[WHAT THE TASK REQUIRES] How many lines in the entries below include the word "CheckFailed"? Respond with the number only.

[DATA SHOWN]
────

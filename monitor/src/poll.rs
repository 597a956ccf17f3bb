//! Poll loop: check, decide, and restart when something is outdated.

use crate::config::MonitorConfig;
use crate::logging::format_ts;
use crate::players::get_player_count;
use crate::restart::{run_restart_sequence, Sleeper, TokioSleeper};
use crate::updates::{check_updates, UpdateResult};
use log::{debug, error, info, warn};
use rcon::{CommandSink, RconClient};

/// What a single cycle ended up doing
#[derive(Debug, Clone, Copy, PartialEq, Eq)]
pub enum CycleOutcome {
    /// The check itself could not run (e.g. missing ini)
    CheckFailed,
    UpToDate,
    /// Outdated, but there is no way to reach the server
    MissingPassword,
    PlayerQueryFailed,
    Restarted { immediate: bool },
    RestartFailed,
}

pub fn log_update_result(cfg: &MonitorConfig, result: &UpdateResult) {
    let total = result.mod_statuses.len();
    let outdated: Vec<_> = result.outdated_mods().collect();

    if total == 0 {
        info!("No WorkshopItems found in ini.");
    } else {
        info!("Workshop mods: total={} outdated={}", total, outdated.len());
    }

    for status in outdated {
        info!(
            "Mod outdated id={} local={} version={} remote={} title={}",
            status.workshop_id,
            format_ts(status.local_mtime),
            status.local_version.as_deref().unwrap_or("n/a"),
            format_ts(status.remote_time_updated),
            status.remote_title.as_deref().unwrap_or("n/a")
        );
    }

    info!(
        "Server buildid local={} remote={} branch={} manifest_updated={}",
        result.local_buildid.as_deref().unwrap_or("n/a"),
        result.remote_buildid.as_deref().unwrap_or("n/a"),
        cfg.steam_branch,
        format_ts(result.local_last_updated)
    );

    if let Some(e) = &result.steamcmd_error {
        warn!("steamcmd error: {}", e);
    }
    if let Some(e) = &result.api_error {
        warn!("Workshop API error: {}", e);
    }
}

/// One check-and-act cycle. Every failure is logged here; nothing propagates.
pub async fn run_once<C, S>(cfg: &MonitorConfig, rcon: &C, sleeper: &mut S) -> CycleOutcome
where
    C: CommandSink,
    S: Sleeper,
{
    info!("Starting update check.");

    let result = match check_updates(cfg).await {
        Ok(result) => result,
        Err(e) => {
            error!("Update check failed: {}", e);
            return CycleOutcome::CheckFailed;
        }
    };

    log_update_result(cfg, &result);

    if !result.any_outdated() {
        info!("No updates detected.");
        return CycleOutcome::UpToDate;
    }

    if cfg.rcon_password.is_empty() {
        warn!("RCON password missing. Set RCONPassword in config/rcon.conf or monitor.conf.");
        return CycleOutcome::MissingPassword;
    }

    let player_count = match get_player_count(rcon, &cfg.players_command).await {
        Ok(count) => count,
        Err(e) => {
            error!("RCON error while checking players: {}", e);
            return CycleOutcome::PlayerQueryFailed;
        }
    };

    match player_count {
        Some(count) => info!("Players connected: {}", count),
        None => info!("Player count unknown. Using restart timer."),
    }

    let immediate = player_count == Some(0);
    match run_restart_sequence(rcon, cfg, sleeper, immediate).await {
        Ok(()) => CycleOutcome::Restarted { immediate },
        Err(e) => {
            error!("RCON error during restart sequence: {}", e);
            CycleOutcome::RestartFailed
        }
    }
}

/// Runs cycles forever, or once when `once` is set
pub async fn run(cfg: &MonitorConfig, once: bool) {
    let rcon = RconClient::new(
        &cfg.rcon_host,
        cfg.rcon_port,
        &cfg.rcon_password,
        cfg.rcon_timeout(),
    );
    let mut sleeper = TokioSleeper;

    info!("Monitor started.");
    loop {
        let outcome = run_once(cfg, &rcon, &mut sleeper).await;
        debug!("Cycle finished: {:?}", outcome);

        if once {
            break;
        }
        sleeper.sleep(cfg.check_interval()).await;
    }
    info!("Monitor stopped.");
}
//! Monitor configuration loaded from `Key=Value` files.
//!
//! Values are layered: `rcon.conf` first, then `monitor.conf`, then command
//! line overrides. Relative paths resolve against the directory holding
//! `monitor.conf`. Unparseable numbers silently keep their default.

use crate::error::ConfigError;
use std::collections::HashMap;
use std::fs;
use std::io;
use std::path::{Path, PathBuf};
use std::time::Duration;

pub const DEFAULT_CATALOG_URL: &str =
    "https://api.steampowered.com/ISteamRemoteStorage/GetPublishedFileDetails/v1/";

/// Everything the monitor needs, resolved once at startup and then only read
#[derive(Debug, Clone, PartialEq)]
pub struct MonitorConfig {
    pub ini_path: PathBuf,
    pub steamapps_dir: PathBuf,
    pub steamcmd_path: PathBuf,
    pub steam_branch: String,
    pub check_interval_sec: u64,
    pub restart_delay_sec: i64,
    pub warn_1_min_sec: i64,
    pub countdown_sec: i64,
    pub rcon_host: String,
    pub rcon_port: u16,
    pub rcon_password: String,
    pub rcon_timeout_sec: f64,
    pub steam_api_timeout_sec: u64,
    pub steamcmd_timeout_sec: u64,
    pub steamcmd_dump_path: Option<PathBuf>,
    pub catalog_url: String,
    pub msg_restart_5min: String,
    pub msg_restart_1min: String,
    pub msg_countdown: String,
    pub save_command: String,
    pub quit_command: String,
    pub players_command: String,
    pub log_path: Option<PathBuf>,
}

impl MonitorConfig {
    /// Builds a config from already-merged key/value pairs
    pub fn from_values(data: &HashMap<String, String>, base_dir: &Path) -> Self {
        let text = |key: &str, default: &str| -> String {
            data.get(key).cloned().unwrap_or_else(|| default.to_string())
        };

        Self {
            ini_path: resolve_path(&text("IniPath", "Zomboid/Server/servertest.ini"), base_dir),
            steamapps_dir: resolve_path(&text("SteamappsDir", "serverfiles/steamapps"), base_dir),
            steamcmd_path: resolve_path(&text("SteamcmdPath", "steamcmd/steamcmd.sh"), base_dir),
            steam_branch: text("SteamBranch", "unstable"),
            check_interval_sec: parse_or(data.get("CheckIntervalSec"), 300),
            restart_delay_sec: parse_or(data.get("RestartDelaySec"), 300),
            warn_1_min_sec: parse_or(data.get("Warn1MinSec"), 60),
            countdown_sec: parse_or(data.get("CountdownSec"), 10),
            rcon_host: text("RCONHost", "127.0.0.1"),
            rcon_port: parse_or(data.get("RCONPort"), 27015),
            rcon_password: text("RCONPassword", ""),
            rcon_timeout_sec: parse_or(data.get("RCONTimeoutSec"), 5.0),
            steam_api_timeout_sec: parse_or(data.get("SteamApiTimeoutSec"), 25),
            steamcmd_timeout_sec: parse_or(data.get("SteamcmdTimeoutSec"), 180),
            steamcmd_dump_path: optional_path(
                data.get("SteamcmdDumpPath")
                    .map(String::as_str)
                    .or(Some("steamcmd_appinfo_380870.txt")),
                base_dir,
            ),
            catalog_url: text("CatalogUrl", DEFAULT_CATALOG_URL),
            msg_restart_5min: text("MsgRestart5Min", "Server will restart in 5 minutes."),
            msg_restart_1min: text("MsgRestart1Min", "Server will restart in 1 minute."),
            msg_countdown: text("MsgCountdown", "Restart in {seconds} seconds."),
            save_command: text("SaveCommand", "save"),
            quit_command: text("QuitCommand", "quit"),
            players_command: text("PlayersCommand", "players"),
            log_path: optional_path(
                data.get("LogPath").map(String::as_str).or(Some("monitor.log")),
                base_dir,
            ),
        }
    }

    pub fn rcon_timeout(&self) -> Duration {
        Duration::try_from_secs_f64(self.rcon_timeout_sec).unwrap_or(Duration::from_secs(5))
    }

    pub fn steam_api_timeout(&self) -> Duration {
        Duration::from_secs(self.steam_api_timeout_sec)
    }

    pub fn steamcmd_timeout(&self) -> Duration {
        Duration::from_secs(self.steamcmd_timeout_sec)
    }

    pub fn check_interval(&self) -> Duration {
        Duration::from_secs(self.check_interval_sec)
    }
}

/// Loads and merges the config files plus overrides.
///
/// Missing files contribute nothing; unreadable ones are an error.
pub fn load_config(
    config_path: &Path,
    rcon_path: Option<&Path>,
    overrides: &HashMap<String, String>,
) -> Result<MonitorConfig, ConfigError> {
    let config_path = absolute(config_path);
    let base_dir = config_path
        .parent()
        .map(Path::to_path_buf)
        .unwrap_or_else(|| PathBuf::from("."));

    let mut data = HashMap::new();
    if let Some(rcon_path) = rcon_path {
        data.extend(load_kv_file(rcon_path)?);
    }
    data.extend(load_kv_file(&config_path)?);
    data.extend(overrides.iter().map(|(k, v)| (k.clone(), v.clone())));

    Ok(MonitorConfig::from_values(&data, &base_dir))
}

/// Reads `Key=Value` lines, skipping blanks and `#`/`;` comments
pub fn load_kv_file(path: &Path) -> Result<HashMap<String, String>, ConfigError> {
    match read_text(path) {
        Ok(text) => Ok(parse_kv(&text)),
        Err(e) if e.kind() == io::ErrorKind::NotFound => Ok(HashMap::new()),
        Err(source) => Err(ConfigError::Read {
            path: path.to_path_buf(),
            source,
        }),
    }
}

pub fn parse_kv(text: &str) -> HashMap<String, String> {
    let mut data = HashMap::new();
    for raw_line in text.lines() {
        let line = raw_line.trim();
        if line.is_empty() || line.starts_with('#') || line.starts_with(';') {
            continue;
        }
        if let Some((key, value)) = line.split_once('=') {
            data.insert(key.trim().to_string(), value.trim().to_string());
        }
    }
    data
}

/// Reads a text file, replacing invalid UTF-8 instead of failing
pub fn read_text(path: &Path) -> io::Result<String> {
    let bytes = fs::read(path)?;
    Ok(String::from_utf8_lossy(&bytes).into_owned())
}

fn parse_or<T: std::str::FromStr>(value: Option<&String>, default: T) -> T {
    value.and_then(|v| v.trim().parse().ok()).unwrap_or(default)
}

fn absolute(path: &Path) -> PathBuf {
    if path.is_absolute() {
        return path.to_path_buf();
    }
    std::env::current_dir()
        .map(|cwd| cwd.join(path))
        .unwrap_or_else(|_| path.to_path_buf())
}

pub fn resolve_path(value: &str, base_dir: &Path) -> PathBuf {
    let path = Path::new(value);
    if path.is_absolute() {
        path.to_path_buf()
    } else {
        base_dir.join(path)
    }
}

fn optional_path(value: Option<&str>, base_dir: &Path) -> Option<PathBuf> {
    let raw = value?.trim();
    if raw.is_empty() || matches!(raw.to_ascii_lowercase().as_str(), "none" | "off" | "false") {
        return None;
    }
    Some(resolve_path(raw, base_dir))
}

────

[SOLVED PROBLEM] 2